My breast burned with infection, my nipple throbbed with pain. I was in tears. And my baby was hungry. I needed some help.
By
Lucille Wong

5 Aug 2019 - 9:39 AM  UPDATED 5 Aug 2019 - 3:47 PM

The first time I called the national breastfeeding hotline, it was 5am. A voice recording advised that the helpline was run by volunteers so if I could wait until business hours, I should try again later. 

I hung up. Was it urgent that my nipple was cracked and bleeding? Was it urgent that my infant daughter was sobbing with hunger? Was it urgent that I felt like I was failing as a mother?

I sat in the dark, cried and then called back. It was indeed urgent.

This was one of the many episodes of loneliness and frustration during my breastfeeding journey. When I became a first time mum last year, I wanted to try breastfeeding as it was so highly recommended by health authorities nationally and around the world.

Breastfeeding, according to our Department of Health provides babies with “the best start in life” and is a “key contributor” to infant and maternal health. The department points to lower incidences of infections, diseases, illnesses and allergies in breastfed babies, as well as health benefits for mums including reduced risks of some cancers in later life.

But for something that is so important as lauded by our government, I was thrown by the lack of affordable, timely and practical support for new mums.

I ran into breastfeeding woes when my baby was three weeks old. I was desperate for sleep, overwhelmed with responsibility and couldn’t sit without pain thanks to childbirth.

Then, I got a blocked duct in my left breast which later turned into mastitis. With that, my daughter couldn’t latch on. My breast burned with infection, my nipple throbbed with pain. I was in tears. And my baby was hungry. I needed some help.

My Chinese mother did not breastfeed. The norm in 1980s Hong Kong (when and where I was born) was for mums to return to work, commonly six weeks after birth

I called the nurses at my local maternal and child health centre but they couldn’t fit me in for a week. Newborns feed every 1.5 to three hours, around the clock, so waiting a week was unhelpful. The nurse knew that too. She apologised and referred me to the hospital.

I called the hospital and left a voicemail. I had already used my one free lactation consultation post birth (when breastfeeding was going relatively well). I wasn’t convinced they would call me back any time soon. Alas, they never did.

Next, I called the national breastfeeding helpline. The counsellor was lovely but couldn’t provide more than cheerleading. She couldn’t offer practical support. Ditto family and friends.

My Chinese mother did not breastfeed. The norm in 1980s Hong Kong (when and where I was born) was for mums to return to work, commonly six weeks after birth.

Friends with newborns were learning to breastfeed themselves. In any case, in our western culture, it was not ok to observe and take notes.

I sunk $200 on a private lactation consultation of which neither Medicare nor my private health insurance covered

So this left me with a choice to stop or to seek private help. In many ways, I am lucky. I can afford the help.

I sunk $200 on a private lactation consultation of which neither Medicare nor my private health insurance covered. I also spent close to $450 on ultrasound treatments to unclog multiple blocked ducts. My private health insurance covered about a quarter. These sessions ate into my annual limit for physio, which meant there was little left for the pelvic floor rehab I needed further down the track.

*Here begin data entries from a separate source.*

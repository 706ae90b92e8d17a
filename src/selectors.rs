//! Heuristic selector tables for the answer page.
//!
//! The target page has no stable DOM contract, so every pattern we rely on is
//! data: ranked lists that can be replaced from a JSON file without touching
//! the polling code. Earlier entries are more specific and win ties.

use anyhow::{Context, Result};
use scraper::Selector;
use serde::{Deserialize, Serialize};
use std::path::Path;

use crate::research::ModelHint;

#[derive(Debug, Clone, Serialize, Deserialize)]
#[serde(default)]
pub struct SelectorSet {
    /// Answer containers, most specific first.
    pub answer_tiers: Vec<String>,
    /// Any match means the answer is still being produced.
    pub loading_indicators: Vec<String>,
    /// Query input candidates, textarea-like first.
    pub input_candidates: Vec<String>,
    /// Controls that open the model picker.
    pub model_switchers: Vec<String>,
    /// Elements that hold the individual model entries once the picker is open.
    pub model_option_scopes: Vec<String>,
    pub models: Vec<ModelOption>,
    /// Where deep research progress is reported.
    pub completion_scopes: Vec<String>,
    pub completion_markers: Vec<String>,
}

/// How a [`ModelHint`] is presented in the page's model picker.
#[derive(Debug, Clone, Serialize, Deserialize, PartialEq)]
pub struct ModelOption {
    pub hint: ModelHint,
    /// Label reported back in results.
    pub label: String,
    /// Text the picker entry contains.
    pub option_text: String,
}

fn strings(items: &[&str]) -> Vec<String> {
    items.iter().map(|s| s.to_string()).collect()
}

impl Default for SelectorSet {
    fn default() -> Self {
        Self {
            answer_tiers: strings(&[
                "[class*=\"prose\"]",
                "[data-testid*=\"answer\"]",
                "[class*=\"markdown\"]",
                "[class*=\"answer\"]",
                "[class*=\"response\"]",
                "[class*=\"result\"]",
                "article",
            ]),
            loading_indicators: strings(&[
                "[class*=\"loading\"]",
                "[class*=\"typing\"]",
                "[class*=\"animate-pulse\"]",
                "[class*=\"spinner\"]",
                "[aria-busy=\"true\"]",
            ]),
            input_candidates: strings(&[
                "textarea",
                "[contenteditable=\"true\"][role=\"textbox\"]",
                "input[type=\"text\"]",
            ]),
            model_switchers: strings(&[
                "[data-testid*=\"model-selector\"]",
                "button[aria-label*=\"Model\"]",
                "button[aria-label*=\"model\"]",
                "button[class*=\"model\"]",
            ]),
            model_option_scopes: strings(&[
                "[data-testid*=\"model-option\"]",
                "[role=\"menuitem\"]",
                "[role=\"option\"]",
                "[role=\"menu\"] button",
            ]),
            models: vec![
                ModelOption {
                    hint: ModelHint::Default,
                    label: "Best".into(),
                    option_text: "Best".into(),
                },
                ModelOption {
                    hint: ModelHint::VariantA,
                    label: "Sonar".into(),
                    option_text: "Sonar".into(),
                },
                ModelOption {
                    hint: ModelHint::VariantB,
                    label: "GPT".into(),
                    option_text: "GPT".into(),
                },
                ModelOption {
                    hint: ModelHint::VariantC,
                    label: "Claude".into(),
                    option_text: "Claude".into(),
                },
                ModelOption {
                    hint: ModelHint::VariantD,
                    label: "Gemini".into(),
                    option_text: "Gemini".into(),
                },
            ],
            completion_scopes: strings(&[
                "[role=\"status\"]",
                "[class*=\"status\"]",
                "[class*=\"progress\"]",
                "[class*=\"step\"]",
            ]),
            completion_markers: strings(&["Complete", "Done", "Finished"]),
        }
    }
}

impl SelectorSet {
    /// Load a selector table from JSON. Missing fields keep their defaults.
    pub fn load(path: &Path) -> Result<Self> {
        let raw = std::fs::read_to_string(path)
            .with_context(|| format!("reading selector file {}", path.display()))?;
        let set: SelectorSet = serde_json::from_str(&raw)
            .with_context(|| format!("parsing selector file {}", path.display()))?;
        set.validate()?;
        Ok(set)
    }

    /// Reject tables containing CSS the matcher cannot parse.
    pub fn validate(&self) -> Result<()> {
        let invalid: Vec<&str> = self
            .all_patterns()
            .filter(|pattern| Selector::parse(pattern).is_err())
            .collect();

        if !invalid.is_empty() {
            anyhow::bail!("invalid selectors: {}", invalid.join(" | "));
        }
        if self.answer_tiers.is_empty() || self.input_candidates.is_empty() {
            anyhow::bail!("answer_tiers and input_candidates must not be empty");
        }
        Ok(())
    }

    fn all_patterns(&self) -> impl Iterator<Item = &str> {
        self.answer_tiers
            .iter()
            .chain(&self.loading_indicators)
            .chain(&self.input_candidates)
            .chain(&self.model_switchers)
            .chain(&self.model_option_scopes)
            .chain(&self.completion_scopes)
            .map(String::as_str)
    }

    pub fn model(&self, hint: ModelHint) -> Option<&ModelOption> {
        self.models.iter().find(|m| m.hint == hint)
    }

    /// Label of the model the page uses when nothing is selected.
    pub fn default_label(&self) -> &str {
        self.model(ModelHint::Default)
            .map(|m| m.label.as_str())
            .unwrap_or("default")
    }
}
//! Final answer text and citation harvesting.

use std::collections::HashSet;

use reqwest::Url;
use serde::{Deserialize, Serialize};
use tracing::{debug, warn};

use crate::dom::{Anchor, Snapshot};
use crate::error::AgentError;
use crate::page::PageDriver;

pub const MAX_SOURCES: usize = 10;
pub const MAX_TITLE_CHARS: usize = 100;

/// Substituted when neither the answer selectors nor the page text yield anything.
pub const NO_ANSWER_PLACEHOLDER: &str = "[no answer text could be extracted from the page]";

#[derive(Debug, Clone, PartialEq, Eq, Serialize, Deserialize)]
pub struct Source {
    pub title: String,
    pub url: String,
}

/// Where the reported answer text came from.
#[derive(Debug, Clone, Copy, PartialEq, Eq)]
pub enum AnswerOrigin {
    Candidate,
    PageText,
    Placeholder,
}

/// Pick the text to report. A short or empty poll result is replaced by the
/// page's whole visible text; the result is never empty.
pub fn finalize_answer(best: &str, visible_text: &str, min_chars: usize) -> (String, AnswerOrigin) {
    let best = best.trim();
    let visible = visible_text.trim();

    if best.chars().count() > min_chars {
        return (best.to_string(), AnswerOrigin::Candidate);
    }
    if !visible.is_empty() {
        warn!(
            best_chars = best.chars().count(),
            "answer selectors came up short, falling back to page text"
        );
        return (visible.to_string(), AnswerOrigin::PageText);
    }
    if !best.is_empty() {
        return (best.to_string(), AnswerOrigin::Candidate);
    }
    warn!("nothing could be extracted from the page");
    (NO_ANSWER_PLACEHOLDER.to_string(), AnswerOrigin::Placeholder)
}

fn bare_host(host: &str) -> &str {
    host.strip_prefix("www.").unwrap_or(host)
}

/// True when `host` is `origin` or one of its subdomains.
fn same_site(host: &str, origin: &str) -> bool {
    let host = bare_host(host);
    let origin = bare_host(origin);
    host.eq_ignore_ascii_case(origin)
        || host
            .to_ascii_lowercase()
            .ends_with(&format!(".{}", origin.to_ascii_lowercase()))
}

fn clean_title(text: &str) -> String {
    let collapsed = text.split_whitespace().collect::<Vec<_>>().join(" ");
    collapsed.chars().take(MAX_TITLE_CHARS).collect()
}

/// Citations among `anchors`: absolute http(s) links off the origin site,
/// deduplicated by url, in document order, at most [`MAX_SOURCES`].
pub fn filter_sources(anchors: &[Anchor], origin_host: &str) -> Vec<Source> {
    let mut seen = HashSet::new();
    let mut sources = Vec::new();

    for anchor in anchors {
        let Ok(url) = Url::parse(&anchor.href) else {
            continue;
        };
        if !matches!(url.scheme(), "http" | "https") {
            continue;
        }
        let Some(host) = url.host_str() else {
            continue;
        };
        if same_site(host, origin_host) {
            continue;
        }

        let title = clean_title(&anchor.text);
        let href = anchor.href.trim().to_string();
        if title.is_empty() || href.is_empty() || !seen.insert(href.clone()) {
            continue;
        }

        sources.push(Source { title, url: href });
        if sources.len() == MAX_SOURCES {
            break;
        }
    }

    debug!(anchors = anchors.len(), kept = sources.len(), "sources filtered");
    sources
}

/// Read the page's anchors and keep the citations. Does not touch the page.
pub async fn extract_sources(
    page: &dyn PageDriver,
    origin_host: &str,
) -> Result<Vec<Source>, AgentError> {
    let html = page
        .html()
        .await
        .map_err(|e| AgentError::browser("reading page for sources", format!("{e:#}")))?;
    let anchors = Snapshot::parse(&html).anchors();
    Ok(filter_sources(&anchors, origin_host))
}

/// Host part of `url`, used as the origin when filtering sources.
pub fn origin_host(url: &str) -> Option<String> {
    Url::parse(url).ok()?.host_str().map(str::to_string)
}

In Australia, 96 per cent of babies are breastfed at birth but only 15 per cent are exclusively breastfed at five months, that is less than the six months of exclusive breastfeeding as recommended by the World’s Health Organisation and Australia’s infant feeding guidelines.

Aboriginal and Torres Strait Islander women, women under 25 and non-tertiary educated women are at higher risk of weaning early.

The government has announced a $10 million breastfeeding strategy to lift breastfeeding rates in Australia. The strategy presents a range of initiatives including community education and awareness, health professional education and training, trialling a national milk bank and improving the workplace for breastfeeding mothers (such as lactation breaks and better breastfeeding spaces).

All of this is promising. But by far, the most attractive to me is universal breastfeeding education and support. I hope the government is serious about improving breastfeeding rates and that it funds the services required so that desperate mothers trying to feed their baby are not turned away.

Breastfeeding can be a wonderful and empowering experience with public health benefits. If a mum wants to breastfeed, she should be supported to do so with free, timely and practical care.

World Breastfeeding Week 2019 runs from August 1 to August 7.